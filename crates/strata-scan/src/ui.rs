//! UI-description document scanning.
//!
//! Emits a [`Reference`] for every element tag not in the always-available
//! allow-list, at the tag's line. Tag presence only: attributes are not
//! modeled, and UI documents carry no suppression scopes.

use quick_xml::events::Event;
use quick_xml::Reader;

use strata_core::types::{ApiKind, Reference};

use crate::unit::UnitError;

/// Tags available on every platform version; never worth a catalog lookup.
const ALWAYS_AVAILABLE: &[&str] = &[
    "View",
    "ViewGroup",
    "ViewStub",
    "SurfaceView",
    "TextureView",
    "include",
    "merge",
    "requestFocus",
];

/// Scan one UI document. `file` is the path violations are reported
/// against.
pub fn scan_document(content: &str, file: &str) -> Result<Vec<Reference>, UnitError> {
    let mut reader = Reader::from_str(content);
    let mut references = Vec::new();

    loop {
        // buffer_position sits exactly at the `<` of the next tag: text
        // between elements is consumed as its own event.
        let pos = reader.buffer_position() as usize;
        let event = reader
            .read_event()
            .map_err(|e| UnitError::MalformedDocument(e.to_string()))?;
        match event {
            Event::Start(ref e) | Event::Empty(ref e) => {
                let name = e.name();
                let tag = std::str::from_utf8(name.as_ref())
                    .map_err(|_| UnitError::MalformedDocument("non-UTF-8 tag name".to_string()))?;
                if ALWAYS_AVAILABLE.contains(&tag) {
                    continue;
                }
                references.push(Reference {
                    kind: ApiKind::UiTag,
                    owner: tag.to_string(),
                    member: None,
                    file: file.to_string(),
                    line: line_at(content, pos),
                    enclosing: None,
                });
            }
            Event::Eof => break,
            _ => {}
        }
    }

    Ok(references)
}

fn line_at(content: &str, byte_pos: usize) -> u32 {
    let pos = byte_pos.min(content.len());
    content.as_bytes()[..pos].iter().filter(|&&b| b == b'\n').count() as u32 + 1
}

----------------------------------------

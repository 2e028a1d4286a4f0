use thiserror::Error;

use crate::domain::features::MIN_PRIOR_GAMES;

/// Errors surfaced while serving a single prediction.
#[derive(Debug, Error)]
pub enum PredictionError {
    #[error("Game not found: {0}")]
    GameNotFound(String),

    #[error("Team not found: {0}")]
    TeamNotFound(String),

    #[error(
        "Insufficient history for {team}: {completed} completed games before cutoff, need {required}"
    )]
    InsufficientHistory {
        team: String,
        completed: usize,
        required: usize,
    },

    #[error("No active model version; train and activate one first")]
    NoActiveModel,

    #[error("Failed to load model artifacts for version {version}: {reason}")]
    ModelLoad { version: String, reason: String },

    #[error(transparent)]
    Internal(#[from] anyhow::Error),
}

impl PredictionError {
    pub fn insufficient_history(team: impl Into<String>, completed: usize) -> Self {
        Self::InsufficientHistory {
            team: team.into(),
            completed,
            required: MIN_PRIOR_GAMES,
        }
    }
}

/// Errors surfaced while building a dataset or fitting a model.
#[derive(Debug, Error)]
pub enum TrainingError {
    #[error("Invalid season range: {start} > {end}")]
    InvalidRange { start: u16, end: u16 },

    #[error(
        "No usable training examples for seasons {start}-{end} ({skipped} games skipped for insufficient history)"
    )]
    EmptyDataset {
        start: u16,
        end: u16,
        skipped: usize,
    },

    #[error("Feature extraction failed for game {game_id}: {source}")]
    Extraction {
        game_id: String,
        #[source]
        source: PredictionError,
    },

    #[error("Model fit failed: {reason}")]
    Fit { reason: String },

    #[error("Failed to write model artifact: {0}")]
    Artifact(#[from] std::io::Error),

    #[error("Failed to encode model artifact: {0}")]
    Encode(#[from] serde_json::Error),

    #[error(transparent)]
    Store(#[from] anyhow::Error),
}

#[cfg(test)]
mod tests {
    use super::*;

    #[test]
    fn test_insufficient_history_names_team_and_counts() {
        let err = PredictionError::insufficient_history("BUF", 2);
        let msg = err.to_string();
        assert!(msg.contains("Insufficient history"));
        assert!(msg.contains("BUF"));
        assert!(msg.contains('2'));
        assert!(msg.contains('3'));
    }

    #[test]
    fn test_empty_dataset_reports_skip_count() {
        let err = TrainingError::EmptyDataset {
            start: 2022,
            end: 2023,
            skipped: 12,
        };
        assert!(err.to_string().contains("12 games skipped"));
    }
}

----------------------------------------

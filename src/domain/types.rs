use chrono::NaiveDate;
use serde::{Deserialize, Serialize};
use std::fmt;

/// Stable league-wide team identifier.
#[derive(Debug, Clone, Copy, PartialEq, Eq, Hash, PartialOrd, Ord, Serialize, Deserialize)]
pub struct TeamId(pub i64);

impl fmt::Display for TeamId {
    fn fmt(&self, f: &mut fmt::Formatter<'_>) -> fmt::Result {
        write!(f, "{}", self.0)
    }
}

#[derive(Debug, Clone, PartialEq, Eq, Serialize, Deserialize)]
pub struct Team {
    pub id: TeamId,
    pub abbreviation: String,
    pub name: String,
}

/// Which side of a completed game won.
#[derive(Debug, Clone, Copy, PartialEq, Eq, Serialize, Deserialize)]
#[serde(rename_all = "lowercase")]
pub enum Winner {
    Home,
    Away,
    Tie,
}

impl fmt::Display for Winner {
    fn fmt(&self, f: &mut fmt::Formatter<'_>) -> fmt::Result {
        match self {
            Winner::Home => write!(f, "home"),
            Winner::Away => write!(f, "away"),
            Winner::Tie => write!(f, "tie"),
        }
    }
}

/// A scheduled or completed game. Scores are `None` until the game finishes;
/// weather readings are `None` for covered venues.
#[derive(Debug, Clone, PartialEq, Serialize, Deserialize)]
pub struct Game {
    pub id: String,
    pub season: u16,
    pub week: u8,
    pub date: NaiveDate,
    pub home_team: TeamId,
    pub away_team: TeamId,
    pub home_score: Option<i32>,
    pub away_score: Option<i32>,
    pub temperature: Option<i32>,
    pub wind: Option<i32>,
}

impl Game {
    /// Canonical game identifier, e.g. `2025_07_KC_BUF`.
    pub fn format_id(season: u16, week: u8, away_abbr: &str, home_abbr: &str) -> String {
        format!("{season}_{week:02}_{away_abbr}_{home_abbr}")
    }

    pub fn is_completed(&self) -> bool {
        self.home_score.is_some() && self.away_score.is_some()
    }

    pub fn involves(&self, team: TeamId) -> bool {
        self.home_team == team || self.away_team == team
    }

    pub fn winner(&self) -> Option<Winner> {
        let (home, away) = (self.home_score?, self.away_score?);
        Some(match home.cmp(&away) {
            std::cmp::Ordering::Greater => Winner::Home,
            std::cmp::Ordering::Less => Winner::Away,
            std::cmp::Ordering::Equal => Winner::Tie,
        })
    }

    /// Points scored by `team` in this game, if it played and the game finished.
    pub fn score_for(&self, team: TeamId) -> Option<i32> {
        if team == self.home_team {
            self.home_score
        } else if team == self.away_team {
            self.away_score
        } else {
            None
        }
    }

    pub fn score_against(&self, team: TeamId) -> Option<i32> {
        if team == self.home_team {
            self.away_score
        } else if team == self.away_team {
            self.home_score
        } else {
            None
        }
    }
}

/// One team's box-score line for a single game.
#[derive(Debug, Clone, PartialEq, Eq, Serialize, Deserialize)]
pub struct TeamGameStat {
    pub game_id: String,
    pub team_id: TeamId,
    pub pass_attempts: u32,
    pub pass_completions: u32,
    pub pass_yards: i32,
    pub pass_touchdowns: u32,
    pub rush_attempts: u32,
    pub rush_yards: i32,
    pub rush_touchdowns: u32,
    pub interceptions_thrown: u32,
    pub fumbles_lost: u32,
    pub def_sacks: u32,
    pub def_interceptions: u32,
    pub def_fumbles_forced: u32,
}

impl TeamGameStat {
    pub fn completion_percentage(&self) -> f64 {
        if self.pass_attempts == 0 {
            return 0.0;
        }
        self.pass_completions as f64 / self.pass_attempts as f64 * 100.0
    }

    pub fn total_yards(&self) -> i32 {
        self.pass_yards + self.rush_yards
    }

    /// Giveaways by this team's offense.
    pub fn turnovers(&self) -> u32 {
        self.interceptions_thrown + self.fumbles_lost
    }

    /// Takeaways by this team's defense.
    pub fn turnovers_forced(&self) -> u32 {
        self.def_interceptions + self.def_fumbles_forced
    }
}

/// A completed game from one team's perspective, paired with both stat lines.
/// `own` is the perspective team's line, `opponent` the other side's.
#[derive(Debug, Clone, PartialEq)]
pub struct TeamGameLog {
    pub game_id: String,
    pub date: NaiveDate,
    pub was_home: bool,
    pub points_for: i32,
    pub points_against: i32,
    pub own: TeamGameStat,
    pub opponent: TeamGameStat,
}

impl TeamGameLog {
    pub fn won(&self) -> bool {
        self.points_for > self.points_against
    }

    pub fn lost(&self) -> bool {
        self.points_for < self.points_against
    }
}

----------------------------------------

Directions –
Copy out precisely the lines from the line with "filename crates/strata-scan/src/ui.rs" to the line with "its own event." in the material above, including those two lines and omitting all the rest.

Reply to the task –
filename crates/strata-scan/src/ui.rs
//! UI-description document scanning.
//!
//! Emits a [`Reference`] for every element tag not in the always-available
//! allow-list, at the tag's line. Tag presence only: attributes are not
//! modeled, and UI documents carry no suppression scopes.

use quick_xml::events::Event;
use quick_xml::Reader;

use strata_core::types::{ApiKind, Reference};

use crate::unit::UnitError;

/// Tags available on every platform version; never worth a catalog lookup.
const ALWAYS_AVAILABLE: &[&str] = &[
    "View",
    "ViewGroup",
    "ViewStub",
    "SurfaceView",
    "TextureView",
    "include",
    "merge",
    "requestFocus",
];

/// Scan one UI document. `file` is the path violations are reported
/// against.
pub fn scan_document(content: &str, file: &str) -> Result<Vec<Reference>, UnitError> {
    let mut reader = Reader::from_str(content);
    let mut references = Vec::new();

    loop {
        // buffer_position sits exactly at the `<` of the next tag: text
        // between elements is consumed as its own event.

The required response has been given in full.